Muita gente considera o skate um esporte específico para adolescentes do sexo masculino. Mas, quem compareceu ontem na pista do Leporace pôde constatar outra realidade: o skate se massificou e, hoje, crianças, mulheres e até “trintões” estão firmes na prática do esporte. A estudante Micaella Gonçalves Santos, 8, confessou-se apaixonada pela modalidade. “Adoro skate.
Vou aprender a andar e quero ficar muito boa na pista. E não vou parar enquanto não ficar velha, com mais de 16 anos”, disse Micaella, que disse ter se interessado ao ver garotos praticando esporte: “Achei muito legal e pensei: se os meninos podem fazer, eu também posso”.
A também estudante Carina Cristina Magno, 19, aprendeu a andar de skate com um ex-namorado e não parou mais. “A gente ia para a pista de manhã e ficava até escurecer, nem parava para almoçar. Eu tinha 13 anos. De lá para cá, nunca mais deixei o skate”, disse. E o namorado? “Com ele eu terminei, com o skate, jamais”, garantiu.

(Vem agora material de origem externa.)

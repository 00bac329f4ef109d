//! Chat desk: the visitor widget and the admin console over one session row
//!
//! Writes inside this process are serialized: each one re-reads the latest
//! row, applies its change and writes the row back. Other processes writing
//! the same row are still last-write-wins.

use std::sync::Arc;

use tokio::sync::Mutex;
use tracing::{debug, info};
use visionary_common::chat::{self, Party, VisitorId};
use visionary_common::events::{EventBus, StoreEvent};
use visionary_common::schema::{SessionPatch, CHAT_UPLOADS_BUCKET};
use visionary_common::{time, ChatMessage, ChatSession, Error, MessageKind, Result, Sender};

use crate::backend::Backend;

pub struct ChatDesk {
    backend: Arc<dyn Backend>,
    bus: EventBus,
    welcome: String,
    write_lock: Mutex<()>,
}

impl ChatDesk {
    pub fn new(backend: Arc<dyn Backend>, bus: EventBus, welcome: impl Into<String>) -> Self {
        Self {
            backend,
            bus,
            welcome: welcome.into(),
            write_lock: Mutex::new(()),
        }
    }

    /// Load the visitor's session, creating it on first contact
    ///
    /// `open` means the widget is showing the conversation, which clears the
    /// customer's unread counter.
    pub async fn open_session(&self, visitor: &VisitorId, open: bool) -> Result<ChatSession> {
        let _guard = self.write_lock.lock().await;

        let mut session = match self.backend.fetch_session(visitor.as_str()).await? {
            Some(session) => session,
            None => self.create(visitor).await?,
        };

        if open && chat::mark_read(&mut session, Party::Customer) {
            self.write(&session, SessionPatch::counters(&session)).await?;
        }
        Ok(session)
    }

    pub async fn session(&self, session_id: &str) -> Result<ChatSession> {
        self.backend
            .fetch_session(session_id)
            .await?
            .ok_or_else(|| Error::NotFound(format!("Chat session {}", session_id)))
    }

    /// Append one message to the visitor's session
    pub async fn send(
        &self,
        visitor: &VisitorId,
        sender: Sender,
        kind: MessageKind,
        content: &str,
    ) -> Result<ChatSession> {
        let content = content.trim();
        if content.is_empty() {
            return Err(Error::InvalidInput("Message is empty".to_string()));
        }

        let _guard = self.write_lock.lock().await;

        let mut session = match self.backend.fetch_session(visitor.as_str()).await? {
            Some(session) => session,
            None => self.create(visitor).await?,
        };

        let now = time::now_millis();
        chat::append(&mut session, ChatMessage::new(sender, kind, content, now), now);
        self.write(&session, SessionPatch::full(&session)).await?;

        debug!(
            session_id = %session.session_id,
            sender = ?sender,
            unread_admin = session.unread_admin_count,
            unread_user = session.unread_user_count,
            "Message appended"
        );
        Ok(session)
    }

    /// Admin reply; the session must already exist
    pub async fn reply(&self, session_id: &str, content: &str) -> Result<ChatSession> {
        let visitor: VisitorId = session_id.parse()?;
        self.session(session_id).await?;
        self.send(&visitor, Sender::Admin, MessageKind::Text, content).await
    }

    /// Reset `party`'s unread counter
    pub async fn mark_read(&self, session_id: &str, party: Party) -> Result<ChatSession> {
        let _guard = self.write_lock.lock().await;

        let mut session = self.session(session_id).await?;
        if chat::mark_read(&mut session, party) {
            self.write(&session, SessionPatch::counters(&session)).await?;
        }
        Ok(session)
    }

    /// All sessions, most recently active first
    pub async fn list_sessions(&self) -> Result<Vec<ChatSession>> {
        let mut sessions = self.backend.fetch_sessions().await?;
        chat::sort_by_activity(&mut sessions);
        Ok(sessions)
    }

    /// Admin opens a conversation in the console
    pub async fn select_session(&self, session_id: &str) -> Result<ChatSession> {
        self.mark_read(session_id, Party::Admin).await
    }

    /// Upload an image or video and send its public URL as a message
    ///
    /// Nothing is appended when the upload fails.
    pub async fn upload_attachment(
        &self,
        visitor: &VisitorId,
        sender: Sender,
        filename: Option<&str>,
        content_type: &str,
        bytes: Vec<u8>,
    ) -> Result<ChatSession> {
        let kind = MessageKind::for_mime(content_type).ok_or_else(|| {
            Error::InvalidInput(format!(
                "Only images and videos can be sent (got {})",
                content_type
            ))
        })?;
        if bytes.is_empty() {
            return Err(Error::InvalidInput("Attachment is empty".to_string()));
        }

        let object = chat::attachment_object_name(visitor, filename, content_type, time::now_millis());
        let size = bytes.len();
        let url = self
            .backend
            .upload_object(CHAT_UPLOADS_BUCKET, &object, content_type, bytes)
            .await?;

        info!(session_id = %visitor, object = %object, bytes = size, "Attachment uploaded");
        self.send(visitor, sender, kind, &url).await
    }

    async fn create(&self, visitor: &VisitorId) -> Result<ChatSession> {
        let session = chat::new_session(visitor, &self.welcome, time::now_millis());
        self.backend.insert_session(&session).await?;
        info!(session_id = %session.session_id, "New chat session");
        self.bus
            .emit_lossy(StoreEvent::chat_session_changed(&session.session_id));
        Ok(session)
    }

    async fn write(&self, session: &ChatSession, patch: SessionPatch) -> Result<()> {
        self.backend.update_session(&session.session_id, &patch).await?;
        self.bus
            .emit_lossy(StoreEvent::chat_session_changed(&session.session_id));
        Ok(())
    }
}

#[cfg(test)]
mod tests {
    use super::*;
    use crate::backend::MemoryBackend;
    use visionary_common::chat::DEFAULT_WELCOME;

    fn desk() -> (Arc<MemoryBackend>, EventBus, ChatDesk) {
        let backend = Arc::new(MemoryBackend::new());
        let bus = EventBus::new(32);
        let desk = ChatDesk::new(backend.clone(), bus.clone(), DEFAULT_WELCOME);
        (backend, bus, desk)
    }

    fn visitor() -> VisitorId {
        "user_abc123xyz".parse().unwrap()
    }

    #[tokio::test]
    async fn test_first_contact_creates_session() {
        let (backend, _, desk) = desk();
        let session = desk.open_session(&visitor(), false).await.unwrap();

        assert_eq!(session.session_id, "user_abc123xyz");
        assert_eq!(session.user_name, "Visitor 3xyz");
        assert_eq!(session.messages.len(), 1);
        assert_eq!(session.unread_user_count, 1);
        assert!(backend.fetch_session("user_abc123xyz").await.unwrap().is_some());
    }

    #[tokio::test]
    async fn test_opening_widget_clears_customer_counter() {
        let (backend, _, desk) = desk();
        desk.open_session(&visitor(), false).await.unwrap();
        let session = desk.open_session(&visitor(), true).await.unwrap();
        assert_eq!(session.unread_user_count, 0);

        let stored = backend.fetch_session("user_abc123xyz").await.unwrap().unwrap();
        assert_eq!(stored.unread_user_count, 0);
    }

    #[tokio::test]
    async fn test_send_bumps_opposite_counter_only() {
        let (_, _, desk) = desk();
        let v = visitor();
        desk.open_session(&v, true).await.unwrap();

        let s = desk.send(&v, Sender::Customer, MessageKind::Text, "hello").await.unwrap();
        assert_eq!((s.unread_admin_count, s.unread_user_count), (1, 0));

        let s = desk.send(&v, Sender::Customer, MessageKind::Text, "anyone?").await.unwrap();
        assert_eq!((s.unread_admin_count, s.unread_user_count), (2, 0));

        let s = desk.reply("user_abc123xyz", "hi!").await.unwrap();
        assert_eq!((s.unread_admin_count, s.unread_user_count), (2, 1));
        assert_eq!(s.messages.len(), 4);
        assert_eq!(s.messages[3].sender, Sender::Admin);
    }

    #[tokio::test]
    async fn test_select_session_clears_admin_counter() {
        let (_, _, desk) = desk();
        let v = visitor();
        desk.send(&v, Sender::Customer, MessageKind::Text, "question").await.unwrap();

        let s = desk.select_session(v.as_str()).await.unwrap();
        assert_eq!(s.unread_admin_count, 0);
        // Welcome message still unread by the customer
        assert_eq!(s.unread_user_count, 1);
    }

    #[tokio::test]
    async fn test_blank_message_rejected() {
        let (_, _, desk) = desk();
        assert!(matches!(
            desk.send(&visitor(), Sender::Customer, MessageKind::Text, "  ").await,
            Err(Error::InvalidInput(_))
        ));
    }

    #[tokio::test]
    async fn test_reply_to_unknown_session() {
        let (_, _, desk) = desk();
        assert!(matches!(
            desk.reply("user_nobody", "hi").await,
            Err(Error::NotFound(_))
        ));
    }

    #[tokio::test]
    async fn test_concurrent_sends_are_not_lost() {
        let (_, _, desk) = desk();
        let desk = Arc::new(desk);
        let v = visitor();
        desk.open_session(&v, true).await.unwrap();

        let mut handles = Vec::new();
        for i in 0..10 {
            let desk = desk.clone();
            let v = v.clone();
            handles.push(tokio::spawn(async move {
                desk.send(&v, Sender::Customer, MessageKind::Text, &format!("m{}", i))
                    .await
                    .unwrap();
            }));
        }
        for h in handles {
            h.await.unwrap();
        }

        let s = desk.session(v.as_str()).await.unwrap();
        assert_eq!(s.messages.len(), 11);
        assert_eq!(s.unread_admin_count, 10);
    }

    #[tokio::test]
    async fn test_attachment_upload_sends_url() {
        let (backend, _, desk) = desk();
        let v = visitor();
        let s = desk
            .upload_attachment(&v, Sender::Customer, Some("clip.MP4"), "video/mp4", vec![0; 8])
            .await
            .unwrap();

        let last = s.messages.last().unwrap();
        assert_eq!(last.kind, MessageKind::Video);
        assert!(last.content.starts_with("memory://chat-uploads/user_abc123xyz_"));
        assert!(last.content.ends_with(".mp4"));

        let object = last.content.trim_start_matches("memory://chat-uploads/");
        assert!(backend.object(CHAT_UPLOADS_BUCKET, object).await.is_some());
    }

    #[tokio::test]
    async fn test_attachment_rejects_other_types() {
        let (_, _, desk) = desk();
        let result = desk
            .upload_attachment(&visitor(), Sender::Customer, Some("a.pdf"), "application/pdf", vec![1])
            .await;
        assert!(matches!(result, Err(Error::InvalidInput(_))));
    }

    #[tokio::test]
    async fn test_failed_upload_writes_nothing() {
        let (backend, _, desk) = desk();
        let v = visitor();
        desk.open_session(&v, false).await.unwrap();
        backend.set_unreachable(true);

        assert!(desk
            .upload_attachment(&v, Sender::Customer, None, "image/png", vec![1])
            .await
            .is_err());

        backend.set_unreachable(false);
        let s = desk.session(v.as_str()).await.unwrap();
        assert_eq!(s.messages.len(), 1);
    }

    #[tokio::test]
    async fn test_writes_emit_session_events() {
        let (_, bus, desk) = desk();
        let mut rx = bus.subscribe();
        let v = visitor();
        desk.send(&v, Sender::Customer, MessageKind::Text, "hey").await.unwrap();

        // create + append
        for _ in 0..2 {
            let event = rx.recv().await.unwrap();
            assert!(event.is_chat_for("user_abc123xyz"));
        }
    }
}
impl Storefront {
    /// `defaults` seeds the settings until the backend provides them
    pub fn new(backend: Arc<dyn Backend>, bus: EventBus, defaults: SiteSettings) -> Self {
        Self {
            backend,
            bus,
            snapshot: RwLock::new(Snapshot {
                templates: Vec::new(),
                source: DataSource::Database,
                connection_error: None,
                settings: defaults,
            }),
        }
    }

    pub fn backend_name(&self) -> &'static str {
        self.backend.name()
    }

    // ========================================
    // Refresh
    // ========================================

    /// Re-fetch templates and settings
    pub async fn refresh(&self) {
        self.refresh_templates().await;
        self.refresh_settings().await;
    }

    /// Replace the catalog with the backend's, or the samples on failure
    ///
    /// Returns whether anything visible changed.
    pub async fn refresh_templates(&self) -> bool {
        self.load_templates(false).await
    }

    /// Poller variant: an identical catalog keeps the current (possibly
    /// reordered) order
    async fn load_templates(&self, keep_order: bool) -> bool {
        let fetched = self.backend.fetch_templates().await;

        let mut snapshot = self.snapshot.write().await;
        let before = (snapshot.templates.clone(), snapshot.source, snapshot.connection_error.clone());

        match fetched {
            Ok(templates) => {
                if templates.is_empty() {
                    info!("Backend connected but catalog is empty");
                }
                let keep = keep_order
                    && snapshot.source == DataSource::Database
                    && same_content(&snapshot.templates, &templates);
                if !keep {
                    snapshot.templates = templates;
                }
                snapshot.source = DataSource::Database;
                snapshot.connection_error = None;
            }
            Err(e) => {
                let msg = message(&e);
                warn!("Backend connection failed, showing built-in catalog: {}", msg);
                snapshot.templates = catalog::sample_templates();
                snapshot.source = DataSource::BuiltIn;
                snapshot.connection_error = Some(msg);
            }
        }

        let changed =
            before != (snapshot.templates.clone(), snapshot.source, snapshot.connection_error.clone());
        if changed {
            self.bus.emit_lossy(StoreEvent::SnapshotRefreshed {
                template_count: snapshot.templates.len(),
                from_database: snapshot.source == DataSource::Database,
                timestamp: time::now(),
            });
        }
        changed
    }

    /// Fold the settings rows into the snapshot; failures keep previous values
    pub async fn refresh_settings(&self) -> bool {
        match self.backend.fetch_settings().await {
            Ok(rows) => {
                let mut snapshot = self.snapshot.write().await;
                let mut settings = snapshot.settings.clone();
                schema::apply_settings(&mut settings, &rows);
                let changed = settings != snapshot.settings;
                snapshot.settings = settings;
                changed
            }
            Err(e) => {
                warn!("Settings fetch failed, keeping previous values: {}", message(&e));
                false
            }
        }
    }

    /// One poll cycle: emit change events for anything written elsewhere
    pub async fn poll(&self) {
        if self.load_templates(true).await {
            self.bus.emit_lossy(StoreEvent::templates_changed());
        }
        if self.refresh_settings().await {
            self.bus.emit_lossy(StoreEvent::settings_changed());
        }
    }

    async fn templates_written(&self) {
        self.refresh_templates().await;
        self.bus.emit_lossy(StoreEvent::templates_changed());
    }

    // ========================================
    // Reads
    // ========================================

    pub async fn templates(&self, filter: &CatalogFilter) -> Vec<Template> {
        filter.apply(&self.snapshot.read().await.templates)
    }

    pub async fn all_templates(&self) -> Vec<Template> {
        self.snapshot.read().await.templates.clone()
    }

    pub async fn tags(&self) -> Vec<String> {
        let snapshot = self.snapshot.read().await;
        let mut tags = vec![ALL_TAGS.to_string()];
        tags.extend(catalog::all_tags(&snapshot.templates));
        tags
    }

    pub async fn template(&self, id: &str) -> Option<Template> {
        self.snapshot
            .read()
            .await
            .templates
            .iter()
            .find(|t| t.id == id)
            .cloned()
    }

    pub async fn detail(&self, id: &str) -> Option<TemplateDetail> {
        let snapshot = self.snapshot.read().await;
        let template = snapshot.templates.iter().find(|t| t.id == id)?.clone();
        let player = embed::normalize(
            template.preview().unwrap_or_default(),
            Some(template.image_url.as_str()).filter(|p| !p.is_empty()),
        );
        let recommendations = recommendations(&template, &snapshot.templates, RECOMMENDATION_LIMIT);
        Some(TemplateDetail {
            template,
            player,
            recommendations,
        })
    }

    pub async fn settings(&self) -> SiteSettings {
        self.snapshot.read().await.settings.clone()
    }

    pub async fn data_source(&self) -> (DataSource, Option<String>) {
        let snapshot = self.snapshot.read().await;
        (snapshot.source, snapshot.connection_error.clone())
    }

    pub async fn site_view(&self, locale: Locale) -> SiteView {
        let snapshot = self.snapshot.read().await;
        let defaults = SiteContent::defaults();
        let content = &snapshot.settings.site_content;

        let mut tags = vec![ALL_TAGS.to_string()];
        tags.extend(catalog::all_tags(&snapshot.templates));

        SiteView {
            locale,
            brand_name: content.brand_name.or_default(locale, &defaults.brand_name).to_string(),
            hero_title: content.hero_title.or_default(locale, &defaults.hero_title).to_string(),
            hero_subtitle: content
                .hero_subtitle
                .or_default(locale, &defaults.hero_subtitle)
                .to_string(),
            contact_handle: snapshot.settings.contact_handle.clone(),
            learning_url: snapshot.settings.learning_url.clone(),
            data_source: snapshot.source,
            connection_error: snapshot.connection_error.clone(),
            tags,
        }
    }

    pub async fn contact_prompt(&self, template_id: Option<&str>) -> String {
        let template = match template_id {
            Some(id) => self.template(id).await,
            None => None,
        };
        chat::contact_prompt(template.as_ref())
    }

    // ========================================
    // Admin writes
    // ========================================

    pub async fn create_template(&self, draft: TemplateDraft) -> Result<Template> {
        let id = draft
            .id
            .clone()
            .map(|id| id.trim().to_string())
            .filter(|id| !id.is_empty())
            .unwrap_or_else(|| Uuid::new_v4().to_string());
        let template = draft.into_template(id)?;

        self.backend
            .insert_template(&template)
            .await
            .map_err(|e| write_failed("Add", e))?;

        info!(id = %template.id, title = %template.title, "Template added");
        self.templates_written().await;
        Ok(template)
    }

    pub async fn update_template(&self, id: &str, draft: TemplateDraft) -> Result<Template> {
        let template = draft.into_template(id.to_string())?;

        self.backend
            .update_template(&template)
            .await
            .map_err(|e| write_failed("Update", e))?;

        info!(id = %template.id, "Template updated");
        self.templates_written().await;
        Ok(template)
    }

    pub async fn delete_template(&self, id: &str) -> Result<()> {
        self.backend
            .delete_template(id)
            .await
            .map_err(|e| write_failed("Delete", e))?;

        info!(id = %id, "Template deleted");
        self.templates_written().await;
        Ok(())
    }

    /// Swap the template at `index` with its neighbour
    ///
    /// Only the in-memory order changes; the next full refresh restores the
    /// backend's order. Returns the resulting id order.
    pub async fn reorder(&self, index: usize, direction: Direction) -> Result<Vec<String>> {
        let mut snapshot = self.snapshot.write().await;
        if index >= snapshot.templates.len() {
            return Err(Error::InvalidInput(format!(
                "Index {} out of range (catalog has {} templates)",
                index,
                snapshot.templates.len()
            )));
        }

        let moved = move_item(&mut snapshot.templates, index, direction);
        let ids: Vec<String> = snapshot.templates.iter().map(|t| t.id.clone()).collect();
        if moved {
            self.bus.emit_lossy(StoreEvent::CatalogReordered {
                ids: ids.clone(),
                timestamp: time::now(),
            });
        }
        Ok(ids)
    }

    /// Upsert the contact handle and/or learning URL
    pub async fn update_settings(
        &self,
        contact_handle: Option<String>,
        learning_url: Option<String>,
    ) -> Result<SiteSettings> {
        let mut rows = Vec::new();
        if let Some(handle) = contact_handle {
            rows.push(SettingRow::new(keys::WECHAT_ID, handle.trim()));
        }
        if let Some(url) = learning_url {
            rows.push(SettingRow::new(keys::LEARNING_URL, url.trim()));
        }
        if rows.is_empty() {
            return Err(Error::InvalidInput("Nothing to update".to_string()));
        }

        self.backend
            .upsert_settings(&rows)
            .await
            .map_err(|e| write_failed("Save", e))?;

        {
            let mut snapshot = self.snapshot.write().await;
            // Only the written keys; site copy stays as is
            for row in &rows {
                match row.key.as_str() {
                    keys::WECHAT_ID => snapshot.settings.contact_handle = row.value_string(),
                    keys::LEARNING_URL => snapshot.settings.learning_url = row.value_string(),
                    _ => {}
                }
            }
        }
        self.refresh_settings().await;
        self.bus.emit_lossy(StoreEvent::settings_changed());
        Ok(self.settings().await)
    }

    /// Upsert the six site-copy keys, then apply them locally
    pub async fn update_site_content(&self, content: SiteContent) -> Result<SiteContent> {
        self.backend
            .upsert_settings(&schema::site_content_rows(&content))
            .await
            .map_err(|e| write_failed("Save", e))?;

        self.snapshot.write().await.settings.site_content = content.clone();
        info!("Site content updated");
        self.bus.emit_lossy(StoreEvent::settings_changed());
        Ok(content)
    }
}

Hoje no time dos veteranos, o coordenador do São Paulo Skate em Franca, Cléber José da Silva, 34, é praticante desde os 14 e não pretende se “aposentar”. “Até minha ex-mulher pegava no meu pé por eu andar de skate na minha idade, mas nem assim parei. Sinto-me feliz por estar entre tantos jovens, com tanta vontade e talento”, disse Silva. Até o aposentado Joaquim Farias de Melo, 74, acompanhava as peripécias dos skatistas. “Dá um pouco de aflição, parece que eles vão cair. Mas, depois que a gente acostuma, os pulos (manobras) ficam interessantes. Convidado a subir em um skate, “sêo” Joaquim se esquivou: “Vou só olhar mesmo”, disse, sorrindo.